> _What is needed_:
Without any omission, reproduce the records that follow.

> _Data for analysis_:

//! Session driver: owns a runner for the length of one workout.
//!
//! Presenter intents arrive over an `mpsc` channel and are applied between
//! ticks on the driving thread, so the runner is never touched from two
//! places at once. A `Stop` is handled before the next tick, which means no
//! transition can fire after it.

use crate::runner::RunnerEvent;
use crate::{Clock, PhaseState, Result, RunnerSnapshot, WorkoutConfig, WorkoutRunner, WorkoutSummary};
use std::sync::mpsc::{Receiver, RecvTimeoutError};
use std::time::{Duration, Instant};

/// Intent forwarded by the presenter
#[derive(Clone, Copy, Debug, PartialEq, Eq)]
pub enum Command {
    Pause,
    Resume,
    TogglePause,
    Stop,
}

/// Everything a presenter is told during a session
#[derive(Clone, Copy, Debug, PartialEq, Eq)]
pub enum SessionEvent {
    Tick(RunnerSnapshot),
    PhaseEntered(PhaseState),
    Completed(WorkoutSummary),
    Stopped,
}

/// How a session ended
#[derive(Clone, Copy, Debug, PartialEq, Eq)]
pub enum SessionOutcome {
    Completed(WorkoutSummary),
    Stopped,
}

/// Start `config` on `runner` and drive it until it completes or is stopped.
///
/// `on_event` is called on this thread for every tick snapshot, every phase
/// change and exactly one terminal event. Fails only if the config is
/// rejected, before anything is reported.
pub fn run_session<C, F>(
    runner: &mut WorkoutRunner<C>,
    config: WorkoutConfig,
    commands: &Receiver<Command>,
    tick_interval: Duration,
    mut on_event: F,
) -> Result<SessionOutcome>
where
    C: Clock,
    F: FnMut(&SessionEvent),
{
    runner.start(config)?;
    let epoch = runner.epoch();
    let mut listening = true;
    let mut next_tick = Instant::now();

    loop {
        if listening {
            let wait = next_tick.saturating_duration_since(Instant::now());
            match commands.recv_timeout(wait) {
                Ok(command) => {
                    if apply(runner, command) {
                        on_event(&SessionEvent::Stopped);
                        return Ok(SessionOutcome::Stopped);
                    }
                    continue;
                }
                Err(RecvTimeoutError::Timeout) => {}
                Err(RecvTimeoutError::Disconnected) => {
                    tracing::debug!("Command channel closed; running to completion");
                    listening = false;
                }
            }
        } else {
            std::thread::sleep(next_tick.saturating_duration_since(Instant::now()));
        }
        next_tick += tick_interval;

        for event in runner.tick_for(epoch) {
            match event {
                RunnerEvent::PhaseEntered(state) => on_event(&SessionEvent::PhaseEntered(state)),
                RunnerEvent::Completed(summary) => {
                    on_event(&SessionEvent::Completed(summary));
                    return Ok(SessionOutcome::Completed(summary));
                }
            }
        }

        if let Some(snapshot) = runner.snapshot() {
            on_event(&SessionEvent::Tick(snapshot));
        }

        // After a stall, resume the cadence from now instead of bursting
        let now = Instant::now();
        if next_tick < now {
            tracing::trace!("Tick schedule fell behind by {:?}", now - next_tick);
            next_tick = now + tick_interval;
        }
    }
}

/// Apply a command; returns true if the session is over
fn apply<C: Clock>(runner: &mut WorkoutRunner<C>, command: Command) -> bool {
    tracing::debug!("Session command: {:?}", command);
    match command {
        Command::Pause => runner.pause(),
        Command::Resume => runner.resume(),
        Command::TogglePause => runner.toggle_pause(),
        Command::Stop => {
            runner.stop();
            return true;
        }
    }
    false
}

#[cfg(test)]
mod tests {
    use super::*;
    use crate::{Error, ManualClock, MonotonicClock, Phase};
    use std::sync::mpsc;

    fn quick_config() -> WorkoutConfig {
        WorkoutConfig {
            work_time: 1,
            rest_time: 1,
            exercises: 2,
            rounds: 1,
            round_reset: 5,
            warm_up_time: 0,
        }
    }

    #[test]
    fn test_session_runs_to_completion_without_commands() {
        let (tx, rx) = mpsc::channel();
        drop(tx);

        let mut runner = WorkoutRunner::new(MonotonicClock::new());
        let mut phases = Vec::new();
        let outcome = run_session(
            &mut runner,
            quick_config(),
            &rx,
            Duration::from_millis(20),
            |event| {
                if let SessionEvent::PhaseEntered(state) = event {
                    phases.push(state.phase);
                }
            },
        )
        .unwrap();

        assert_eq!(phases, vec![Phase::Work, Phase::Rest, Phase::Work]);
        match outcome {
            SessionOutcome::Completed(summary) => assert_eq!(summary.exercises, 2),
            SessionOutcome::Stopped => panic!("expected completion"),
        }
        assert!(!runner.is_running());
    }

    #[test]
    fn test_stop_before_first_tick() {
        let (tx, rx) = mpsc::channel();
        tx.send(Command::Stop).unwrap();

        let clock = ManualClock::new(0);
        let mut runner = WorkoutRunner::new(clock.clone());
        let mut events = Vec::new();
        let outcome = run_session(
            &mut runner,
            quick_config(),
            &rx,
            Duration::from_millis(10),
            |event| events.push(*event),
        )
        .unwrap();

        assert_eq!(outcome, SessionOutcome::Stopped);
        assert_eq!(events, vec![SessionEvent::Stopped]);
        assert!(!runner.is_running());
    }

    #[test]
    fn test_pause_then_stop_reports_paused_snapshots() {
        let (tx, rx) = mpsc::channel();
        tx.send(Command::Pause).unwrap();

        let clock = ManualClock::new(0);
        let mut runner = WorkoutRunner::new(clock.clone());
        let mut paused_ticks = 0;
        let outcome = run_session(
            &mut runner,
            quick_config(),
            &rx,
            Duration::from_millis(5),
            |event| {
                if let SessionEvent::Tick(snapshot) = event {
                    assert!(snapshot.is_paused);
                    paused_ticks += 1;
                    clock.advance_ms(10_000);
                    if paused_ticks == 3 {
                        tx.send(Command::Stop).unwrap();
                    }
                }
            },
        )
        .unwrap();

        assert_eq!(outcome, SessionOutcome::Stopped);
        assert_eq!(paused_ticks, 3);
    }

    #[test]
    fn test_ticks_keep_their_spacing_after_a_stall() {
        let (tx, rx) = mpsc::channel();
        let mut runner = WorkoutRunner::new(ManualClock::new(0));
        let mut tick_times = Vec::new();

        let outcome = run_session(
            &mut runner,
            quick_config(),
            &rx,
            Duration::from_millis(10),
            |event| {
                if let SessionEvent::Tick(_) = event {
                    tick_times.push(Instant::now());
                    if tick_times.len() == 2 {
                        std::thread::sleep(Duration::from_millis(300));
                    }
                    if tick_times.len() == 8 {
                        tx.send(Command::Stop).unwrap();
                    }
                }
            },
        )
        .unwrap();

        assert_eq!(outcome, SessionOutcome::Stopped);
        assert_eq!(tick_times.len(), 8);
        for pair in tick_times[1..].windows(2) {
            let gap = pair[1] - pair[0];
            assert!(gap >= Duration::from_millis(5), "ticks only {:?} apart", gap);
        }
    }

    #[test]
    fn test_invalid_config_reports_nothing() {
        let (_tx, rx) = mpsc::channel();
        let mut runner = WorkoutRunner::new(ManualClock::new(0));
        let mut called = false;

        let result = run_session(
            &mut runner,
            WorkoutConfig {
                rounds: 0,
                ..quick_config()
            },
            &rx,
            Duration::from_millis(10),
            |_| called = true,
        );

        assert!(matches!(result, Err(Error::InvalidConfig(_))));
        assert!(!called);
    }
}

> _Problem solution_:
//! Session driver: owns a runner for the length of one workout.
//!
//! Presenter intents arrive over an `mpsc` channel and are applied between
//! ticks on the driving thread, so the runner is never touched from two
//! places at once. A `Stop` is handled before the next tick, which means no
//! transition can fire after it.

use crate::runner::RunnerEvent;
use crate::{Clock, PhaseState, Result, RunnerSnapshot, WorkoutConfig, WorkoutRunner, WorkoutSummary};
use std::sync::mpsc::{Receiver, RecvTimeoutError};
use std::time::{Duration, Instant};

/// Intent forwarded by the presenter
#[derive(Clone, Copy, Debug, PartialEq, Eq)]
pub enum Command {
    Pause,
    Resume,
    TogglePause,
    Stop,
}

/// Everything a presenter is told during a session
#[derive(Clone, Copy, Debug, PartialEq, Eq)]
pub enum SessionEvent {
    Tick(RunnerSnapshot),
    PhaseEntered(PhaseState),
    Completed(WorkoutSummary),
    Stopped,
}

/// How a session ended
#[derive(Clone, Copy, Debug, PartialEq, Eq)]
pub enum SessionOutcome {
    Completed(WorkoutSummary),
    Stopped,
}

/// Start `config` on `runner` and drive it until it completes or is stopped.
///
/// `on_event` is called on this thread for every tick snapshot, every phase
/// change and exactly one terminal event. Fails only if the config is
/// rejected, before anything is reported.
pub fn run_session<C, F>(
    runner: &mut WorkoutRunner<C>,
    config: WorkoutConfig,
    commands: &Receiver<Command>,
    tick_interval: Duration,
    mut on_event: F,
) -> Result<SessionOutcome>
where
    C: Clock,
    F: FnMut(&SessionEvent),
{
    runner.start(config)?;
    let epoch = runner.epoch();
    let mut listening = true;
    let mut next_tick = Instant::now();

    loop {
        if listening {
            let wait = next_tick.saturating_duration_since(Instant::now());
            match commands.recv_timeout(wait) {
                Ok(command) => {
                    if apply(runner, command) {
                        on_event(&SessionEvent::Stopped);
                        return Ok(SessionOutcome::Stopped);
                    }
                    continue;
                }
                Err(RecvTimeoutError::Timeout) => {}
                Err(RecvTimeoutError::Disconnected) => {
                    tracing::debug!("Command channel closed; running to completion");
                    listening = false;
                }
            }
        } else {
            std::thread::sleep(next_tick.saturating_duration_since(Instant::now()));
        }
        next_tick += tick_interval;

        for event in runner.tick_for(epoch) {
            match event {
                RunnerEvent::PhaseEntered(state) => on_event(&SessionEvent::PhaseEntered(state)),
                RunnerEvent::Completed(summary) => {
                    on_event(&SessionEvent::Completed(summary));
                    return Ok(SessionOutcome::Completed(summary));
                }
            }
        }

        if let Some(snapshot) = runner.snapshot() {
            on_event(&SessionEvent::Tick(snapshot));
        }

        // After a stall, resume the cadence from now instead of bursting
        let now = Instant::now();
        if next_tick < now {
            tracing::trace!("Tick schedule fell behind by {:?}", now - next_tick);
            next_tick = now + tick_interval;
        }
    }
}

/// Apply a command; returns true if the session is over
fn apply<C: Clock>(runner: &mut WorkoutRunner<C>, command: Command) -> bool {
    tracing::debug!("Session command: {:?}", command);
    match command {
        Command::Pause => runner.pause(),
        Command::Resume => runner.resume(),
        Command::TogglePause => runner.toggle_pause(),
        Command::Stop => {
            runner.stop();
            return true;
        }
    }
    false
}

#[cfg(test)]
mod tests {
    use super::*;
    use crate::{Error, ManualClock, MonotonicClock, Phase};
    use std::sync::mpsc;

    fn quick_config() -> WorkoutConfig {
        WorkoutConfig {
            work_time: 1,
            rest_time: 1,
            exercises: 2,
            rounds: 1,
            round_reset: 5,
            warm_up_time: 0,
        }
    }

    #[test]
    fn test_session_runs_to_completion_without_commands() {
        let (tx, rx) = mpsc::channel();
        drop(tx);

        let mut runner = WorkoutRunner::new(MonotonicClock::new());
        let mut phases = Vec::new();
        let outcome = run_session(
            &mut runner,
            quick_config(),
            &rx,
            Duration::from_millis(20),
            |event| {
                if let SessionEvent::PhaseEntered(state) = event {
                    phases.push(state.phase);
                }
            },
        )
        .unwrap();

        assert_eq!(phases, vec![Phase::Work, Phase::Rest, Phase::Work]);
        match outcome {
            SessionOutcome::Completed(summary) => assert_eq!(summary.exercises, 2),
            SessionOutcome::Stopped => panic!("expected completion"),
        }
        assert!(!runner.is_running());
    }

    #[test]
    fn test_stop_before_first_tick() {
        let (tx, rx) = mpsc::channel();
        tx.send(Command::Stop).unwrap();

        let clock = ManualClock::new(0);
        let mut runner = WorkoutRunner::new(clock.clone());
        let mut events = Vec::new();
        let outcome = run_session(
            &mut runner,
            quick_config(),
            &rx,
            Duration::from_millis(10),
            |event| events.push(*event),
        )
        .unwrap();

        assert_eq!(outcome, SessionOutcome::Stopped);
        assert_eq!(events, vec![SessionEvent::Stopped]);
        assert!(!runner.is_running());
    }

    #[test]
    fn test_pause_then_stop_reports_paused_snapshots() {
        let (tx, rx) = mpsc::channel();
        tx.send(Command::Pause).unwrap();

        let clock = ManualClock::new(0);
        let mut runner = WorkoutRunner::new(clock.clone());
        let mut paused_ticks = 0;
        let outcome = run_session(
            &mut runner,
            quick_config(),
            &rx,
            Duration::from_millis(5),
            |event| {
                if let SessionEvent::Tick(snapshot) = event {
                    assert!(snapshot.is_paused);
                    paused_ticks += 1;
                    clock.advance_ms(10_000);
                    if paused_ticks == 3 {
                        tx.send(Command::Stop).unwrap();
                    }
                }
            },
        )
        .unwrap();

        assert_eq!(outcome, SessionOutcome::Stopped);
        assert_eq!(paused_ticks, 3);
    }

    #[test]
    fn test_ticks_keep_their_spacing_after_a_stall() {
        let (tx, rx) = mpsc::channel();
        let mut runner = WorkoutRunner::new(ManualClock::new(0));
        let mut tick_times = Vec::new();

        let outcome = run_session(
            &mut runner,
            quick_config(),
            &rx,
            Duration::from_millis(10),
            |event| {
                if let SessionEvent::Tick(_) = event {
                    tick_times.push(Instant::now());
                    if tick_times.len() == 2 {
                        std::thread::sleep(Duration::from_millis(300));
                    }
                    if tick_times.len() == 8 {
                        tx.send(Command::Stop).unwrap();
                    }
                }
            },
        )
        .unwrap();

        assert_eq!(outcome, SessionOutcome::Stopped);
        assert_eq!(tick_times.len(), 8);
        for pair in tick_times[1..].windows(2) {
            let gap = pair[1] - pair[0];
            assert!(gap >= Duration::from_millis(5), "ticks only {:?} apart", gap);
        }
    }

    #[test]
    fn test_invalid_config_reports_nothing() {
        let (_tx, rx) = mpsc::channel();
        let mut runner = WorkoutRunner::new(ManualClock::new(0));
        let mut called = false;

        let result = run_session(
            &mut runner,
            WorkoutConfig {
                rounds: 0,
                ..quick_config()
            },
            &rx,
            Duration::from_millis(10),
            |_| called = true,
        );

        assert!(matches!(result, Err(Error::InvalidConfig(_))));
        assert!(!called);
    }
}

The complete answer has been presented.